Whenever "config" appears in a line, please copy that line from the data.

BEGIN Input records

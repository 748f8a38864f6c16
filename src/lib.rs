#![deny(clippy::unwrap_used)]
#![deny(clippy::expect_used)]
#![deny(clippy::panic)]

//! # errstat
//!
//! Command-line front end for the errstat status library.
//!
//! This library re-exports `errstat_core` and exposes the CLI pieces so they
//! can be tested without spawning the binary.

pub use errstat_core;

pub mod cli;
pub mod commands;
pub mod config;
//! CLI command handlers.
//!
//! Every handler is a pure function returning the text to print, so the
//! dispatcher in `main` stays the only place that writes to stdout.

#![deny(clippy::unwrap_used)]
#![deny(clippy::expect_used)]
#![deny(clippy::panic)]

use anyhow::{Context, Result};
use errstat_core::{Error, ErrorCategory, ErrorCode, Status};
use itertools::Itertools;
use serde::Serialize;
use tracing::{debug, info};

use crate::cli::Commands;
use crate::config::OutputFormat;

/// One registry entry as printed by `list` and `lookup`.
#[derive(Debug, Clone, PartialEq, Eq, Serialize)]
pub struct CodeInfo {
    pub value: i32,
    pub name: &'static str,
    pub categories: Vec<ErrorCategory>,
}

impl From<ErrorCode> for CodeInfo {
    fn from(code: ErrorCode) -> Self {
        Self {
            value: code.value(),
            name: code.as_str(),
            categories: code.categories().iter().collect(),
        }
    }
}

impl CodeInfo {
    fn to_line(&self) -> String {
        let categories = if self.categories.is_empty() {
            "-".to_string()
        } else {
            self.categories.iter().join(", ")
        };
        format!("{:>6}  {:<22} {}", self.value, self.name, categories)
    }
}

/// Execute a CLI command.
///
/// This is the main command dispatcher that routes to the appropriate handler.
///
/// # Errors
///
/// Returns an error if a lookup fails or the output cannot be serialized.
pub fn execute_command(command: Commands, format: OutputFormat) -> Result<String> {
    match command {
        Commands::List { category } => cmd_list(category, format),
        Commands::Lookup { query } => cmd_lookup(&query, format),
        Commands::Render { code, reason } => cmd_render(code, &reason, format),
    }
}

/// List registry codes, optionally restricted to one category.
///
/// # Errors
///
/// Returns an error if JSON serialization fails.
pub fn cmd_list(category: Option<ErrorCategory>, format: OutputFormat) -> Result<String> {
    let entries: Vec<CodeInfo> = ErrorCode::ALL
        .iter()
        .copied()
        .filter(|code| category.is_none_or(|c| code.is_a(c)))
        .map(CodeInfo::from)
        .collect();

    info!(count = entries.len(), "Listing error codes");

    match format {
        OutputFormat::Text => Ok(entries.iter().map(CodeInfo::to_line).join("\n")),
        OutputFormat::Json => {
            serde_json::to_string_pretty(&entries).context("Failed to serialize code list")
        }
    }
}

/// Resolve a code by numeric value or name.
///
/// # Errors
///
/// Returns an error if no code matches `query`.
pub fn cmd_lookup(query: &str, format: OutputFormat) -> Result<String> {
    let code = resolve_code(query)?;
    debug!(%code, "Resolved error code");

    let entry = CodeInfo::from(code);
    match format {
        OutputFormat::Text => Ok(entry.to_line()),
        OutputFormat::Json => {
            serde_json::to_string_pretty(&entry).context("Failed to serialize code")
        }
    }
}

/// Build a status from `code` and `reason` and render it.
///
/// # Errors
///
/// Returns an error if JSON serialization fails.
pub fn cmd_render(code: ErrorCode, reason: &str, format: OutputFormat) -> Result<String> {
    let status = Status::new(code, reason);

    match format {
        OutputFormat::Text => Ok(status.to_string()),
        OutputFormat::Json => {
            serde_json::to_string_pretty(&status).context("Failed to serialize status")
        }
    }
}

/// Parse `query` as a numeric value first, then as a name.
///
/// # Errors
///
/// Returns [`Error::InvalidCodeValue`] or [`Error::UnknownCode`].
pub fn resolve_code(query: &str) -> std::result::Result<ErrorCode, Error> {
    let query = query.trim();
    match query.parse::<i32>() {
        Ok(value) => ErrorCode::from_value(value).ok_or(Error::invalid_code_value(value)),
        Err(_) => query.parse(),
    }
}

END Input records

* Output below
pub mod config;
use crate::config::OutputFormat;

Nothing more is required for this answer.